O desafio de falar sobre o Oikos franciscano é grande. A proposta de texto que temos aqui é a de uma revisão sobre pontos da espiritualidade franciscana que nos inspirem no nosso viver na Casa Comum. Apresentamos alguns fragmentos do pensamento franciscano sobre Casa e habitação para olharmos Francisco enquanto habitante da Terra. Podemos assim nos perguntar: como pensar em uma casa estática para o itinerante e desapegado Francisco?
O Santo de Assis, não quis se apropriar de nada e fez do seu claustro o mundo todo, conforme metaforizado no diálogo com a pobreza, escrito em “Sagrado Comércio”. Mas, antes da sua conversão, Francisco habitava uma casa, que aqui evoca mais do que um espaço localizado. A experiência da itinerância do residir é um aspecto que nos leva a pensar como Francisco de Assis pode aprender e ver a inteireza desse sistema vivo em cada canto da Casa Comum.
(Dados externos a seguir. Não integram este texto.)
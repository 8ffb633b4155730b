//! The decoding engine.
//!
//! One [`Session`] lives for the duration of a single [`parse`] call: a
//! borrowed view of the input, a byte cursor, and the scratch buffer that
//! assembles string content. Dispatch looks at the next byte and routes to
//! the literal matcher, the number lexer, or the string decoder; the driver
//! around it enforces that the input holds exactly one value.
//!
//! Scanning is byte-wise over the UTF-8 input. Every byte the grammar
//! treats specially (quotes, backslashes, digits, whitespace, control
//! characters) is ASCII, so verbatim string content between delimiters is
//! committed to the scratch as whole `&str` slices; multi-byte characters
//! pass through without being decoded.
//!
//! Invariants
//! - A failed decode consumes nothing: the cursor moves only when a
//!   complete literal, number span, or string has been accepted.
//! - The scratch buffer is logically empty on every exit from [`parse`];
//!   each string decode either detaches its bytes into a value or rolls
//!   back to the mark it took on entry.

use alloc::string::String;

use crate::{error::ParseError, scratch::ScratchBuffer, value::Value};

/// Decodes exactly one JSON scalar from `text`.
///
/// Leading and trailing JSON whitespace (space, tab, line feed, carriage
/// return) is permitted; any other surrounding content is an error. On
/// failure the code identifies the first problem found and no value is
/// produced.
///
/// # Errors
///
/// See [`ParseError`] for the failure taxonomy.
///
/// # Examples
///
/// ```
/// use jsonatom::{ParseError, Value, parse};
///
/// assert_eq!(parse("false"), Ok(Value::Boolean(false)));
/// assert_eq!(parse(" 1.5e2 "), Ok(Value::Number(150.0)));
/// assert_eq!(parse(r#""café""#), Ok(Value::String("café".into())));
/// assert_eq!(parse("1.5e2 true"), Err(ParseError::RootNotSingular));
/// ```
pub fn parse(text: &str) -> Result<Value, ParseError> {
    let mut session = Session::new(text);
    let result = session.parse_root();
    // Everything pushed while decoding was either detached into a value or
    // rolled back; a leftover byte here is a decoder bug.
    debug_assert_eq!(session.scratch.len(), 0);
    result
}

/// State for one top-level parse call.
pub(crate) struct Session<'src> {
    text: &'src str,
    cursor: usize,
    scratch: ScratchBuffer,
}

impl<'src> Session<'src> {
    pub(crate) fn new(text: &'src str) -> Self {
        Self {
            text,
            cursor: 0,
            scratch: ScratchBuffer::new(),
        }
    }

    fn peek(&self) -> Option<u8> {
        self.text.as_bytes().get(self.cursor).copied()
    }

    fn skip_whitespace(&mut self) {
        let bytes = self.text.as_bytes();
        while let Some(&b) = bytes.get(self.cursor) {
            if matches!(b, b' ' | b'\t' | b'\n' | b'\r') {
                self.cursor += 1;
            } else {
                break;
            }
        }
    }

    /// The driver: exactly one value, whitespace allowed on both sides.
    pub(crate) fn parse_root(&mut self) -> Result<Value, ParseError> {
        self.skip_whitespace();
        let value = self.parse_value()?;
        self.skip_whitespace();
        // Dispatching again could only report ExpectedValue with the cursor
        // at end of input, so any remaining byte means a second value (or
        // garbage) follows the first.
        if self.cursor < self.text.len() {
            return Err(ParseError::RootNotSingular);
        }
        Ok(value)
    }

    // --------------------------------------------------------------------
    // Dispatch
    // --------------------------------------------------------------------

    /// Routes on the next byte without consuming it.
    fn parse_value(&mut self) -> Result<Value, ParseError> {
        match self.peek() {
            Some(b'n') => self.parse_literal("null", Value::Null),
            Some(b't') => self.parse_literal("true", Value::Boolean(true)),
            Some(b'f') => self.parse_literal("false", Value::Boolean(false)),
            Some(b'"') => self.parse_string(),
            Some(_) => self.parse_number(),
            None => Err(ParseError::ExpectedValue),
        }
    }

    /// Matches `literal` exactly. The cursor moves only on a full match; a
    /// partial prefix leaves it where dispatch found it.
    fn parse_literal(
        &mut self,
        literal: &'static str,
        value: Value,
    ) -> Result<Value, ParseError> {
        if self.text[self.cursor..].starts_with(literal) {
            self.cursor += literal.len();
            Ok(value)
        } else {
            Err(ParseError::InvalidValue)
        }
    }

    // --------------------------------------------------------------------
    // Numbers
    // --------------------------------------------------------------------

    /// Validates `["-"] int ["." 1*digit] [("e"|"E") ["+"|"-"] 1*digit]`,
    /// with `int` either `0` or a nonzero digit followed by digits, then
    /// converts the accepted span in one shot.
    ///
    /// The scan is pure lookahead on a local index; the cursor commits only
    /// once the whole span is valid.
    fn parse_number(&mut self) -> Result<Value, ParseError> {
        let bytes = self.text.as_bytes();
        let at = |i: usize| bytes.get(i).copied();
        let start = self.cursor;
        let mut i = start;

        if at(i) == Some(b'-') {
            i += 1;
        }
        match at(i) {
            Some(b'0') => {
                i += 1;
                // A leading zero takes no further digits: `0123` is a
                // malformed number, not `0` with trailing garbage.
                if at(i).is_some_and(|b| b.is_ascii_digit()) {
                    return Err(ParseError::InvalidValue);
                }
            }
            Some(b'1'..=b'9') => {
                while at(i).is_some_and(|b| b.is_ascii_digit()) {
                    i += 1;
                }
            }
            _ => return Err(ParseError::InvalidValue),
        }

        if at(i) == Some(b'.') {
            i += 1;
            if !at(i).is_some_and(|b| b.is_ascii_digit()) {
                return Err(ParseError::InvalidValue);
            }
            while at(i).is_some_and(|b| b.is_ascii_digit()) {
                i += 1;
            }
        }

        if matches!(at(i), Some(b'e' | b'E')) {
            i += 1;
            if matches!(at(i), Some(b'+' | b'-')) {
                i += 1;
            }
            if !at(i).is_some_and(|b| b.is_ascii_digit()) {
                return Err(ParseError::InvalidValue);
            }
            while at(i).is_some_and(|b| b.is_ascii_digit()) {
                i += 1;
            }
        }

        // The validated span is a strict subset of what float parsing
        // accepts, so conversion cannot fail; the magnitude still can
        // overflow to infinity, which the grammar has no way to spell.
        let number: f64 = self.text[start..i]
            .parse()
            .map_err(|_| ParseError::InvalidValue)?;
        if number.is_infinite() {
            return Err(ParseError::NumberTooBig);
        }
        self.cursor = i;
        Ok(Value::Number(number))
    }

    // --------------------------------------------------------------------
    // Strings
    // --------------------------------------------------------------------

    /// Decodes a quoted string into an owned value.
    ///
    /// The scratch is marked on entry; whatever the scan pushed is rolled
    /// back if it fails, so an aborted decode leaves no partial content
    /// behind.
    fn parse_string(&mut self) -> Result<Value, ParseError> {
        let head = self.scratch.mark();
        match self.scan_string(head) {
            Ok(content) => Ok(Value::String(content)),
            Err(code) => {
                self.scratch.rollback_to(head);
                Err(code)
            }
        }
    }

    fn scan_string(&mut self, head: usize) -> Result<String, ParseError> {
        debug_assert_eq!(self.peek(), Some(b'"'));
        let bytes = self.text.as_bytes();
        let mut i = self.cursor + 1;
        // Start of the current run of verbatim bytes. Runs break only at
        // ASCII delimiters, so slicing at `run` and `i` always lands on
        // character boundaries.
        let mut run = i;
        loop {
            match bytes.get(i).copied() {
                None => return Err(ParseError::MissingQuotationMark),
                Some(b'"') => {
                    self.scratch.push_str(&self.text[run..i]);
                    self.cursor = i + 1;
                    return Ok(self.scratch.detach_from(head));
                }
                Some(b'\\') => {
                    self.scratch.push_str(&self.text[run..i]);
                    i += 1;
                    match bytes.get(i).copied() {
                        Some(b'"') => self.scratch.push_char('"'),
                        Some(b'\\') => self.scratch.push_char('\\'),
                        Some(b'/') => self.scratch.push_char('/'),
                        Some(b'b') => self.scratch.push_char('\u{8}'),
                        Some(b'f') => self.scratch.push_char('\u{c}'),
                        Some(b'n') => self.scratch.push_char('\n'),
                        Some(b'r') => self.scratch.push_char('\r'),
                        Some(b't') => self.scratch.push_char('\t'),
                        Some(b'u') => {
                            i += 1;
                            let ch = decode_unicode_escape(bytes, &mut i)?;
                            self.scratch.push_char(ch);
                            run = i;
                            continue;
                        }
                        _ => return Err(ParseError::InvalidStringEscape),
                    }
                    i += 1;
                    run = i;
                }
                Some(b) if b < 0x20 => return Err(ParseError::InvalidStringChar),
                Some(_) => i += 1,
            }
        }
    }
}

/// Decodes the body of a `\u` escape starting at `*i` (the first expected
/// hex digit), leaving `*i` just past the last consumed byte.
///
/// A code unit in the high-surrogate range must be followed by a second
/// `\u` escape carrying the low half; the two combine to a single code
/// point above U+FFFF. An unpaired half has no scalar value and is
/// rejected.
fn decode_unicode_escape(bytes: &[u8], i: &mut usize) -> Result<char, ParseError> {
    let unit = read_hex4(bytes, i)?;
    let code_point = if (0xD800..=0xDBFF).contains(&unit) {
        if bytes.get(*i).copied() != Some(b'\\') {
            return Err(ParseError::InvalidUnicodeSurrogate);
        }
        *i += 1;
        if bytes.get(*i).copied() != Some(b'u') {
            return Err(ParseError::InvalidUnicodeSurrogate);
        }
        *i += 1;
        let low = read_hex4(bytes, i)?;
        if !(0xDC00..=0xDFFF).contains(&low) {
            return Err(ParseError::InvalidUnicodeSurrogate);
        }
        (((unit - 0xD800) << 10) | (low - 0xDC00)) + 0x10000
    } else {
        unit
    };
    // Everything here is a scalar value except an unpaired low surrogate.
    char::from_u32(code_point).ok_or(ParseError::InvalidUnicodeSurrogate)
}

/// Reads exactly four hex digits as one 16-bit code unit.
fn read_hex4(bytes: &[u8], i: &mut usize) -> Result<u32, ParseError> {
    let mut unit = 0u32;
    for _ in 0..4 {
        let digit = bytes
            .get(*i)
            .copied()
            .and_then(|b| char::from(b).to_digit(16))
            .ok_or(ParseError::InvalidUnicodeHex)?;
        unit = (unit << 4) | digit;
        *i += 1;
    }
    Ok(unit)
}

#[cfg(test)]
impl Session<'_> {
    pub(crate) fn scratch_len(&self) -> usize {
        self.scratch.len()
    }
}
A palavra residência nos leva a pensar no campo onde se senta para aprender, um lar de onde se transmitem bons valores e, no residir franciscano, temos espaço largo para aprender a ver a Terra como Casa da Criação.
A casa de Pedro Bernardone, a primeira casa de Francisco, tinha uma estrutura e um pensamento e, o pobrezinho logicamente, seria um dos herdeiros daquela casa. Francisco estava sendo preparado para seguir com o modo de pensamento da casa paterna. Os tempos em cárcere, quando capturado na batalha e feito prisioneiro, no período de um ano, em Perúgia, e depois no seu retorno a Assis na “prisão domiciliar” imposta pelo seu pai, foram para o Sol de Assis um momento de sofrimento e de reajuste de pensamento. Assim, Francisco foi adentrando mais e mais pela “Casa da Conversão” para reconstruir-se e renovar o Oikos de Deus.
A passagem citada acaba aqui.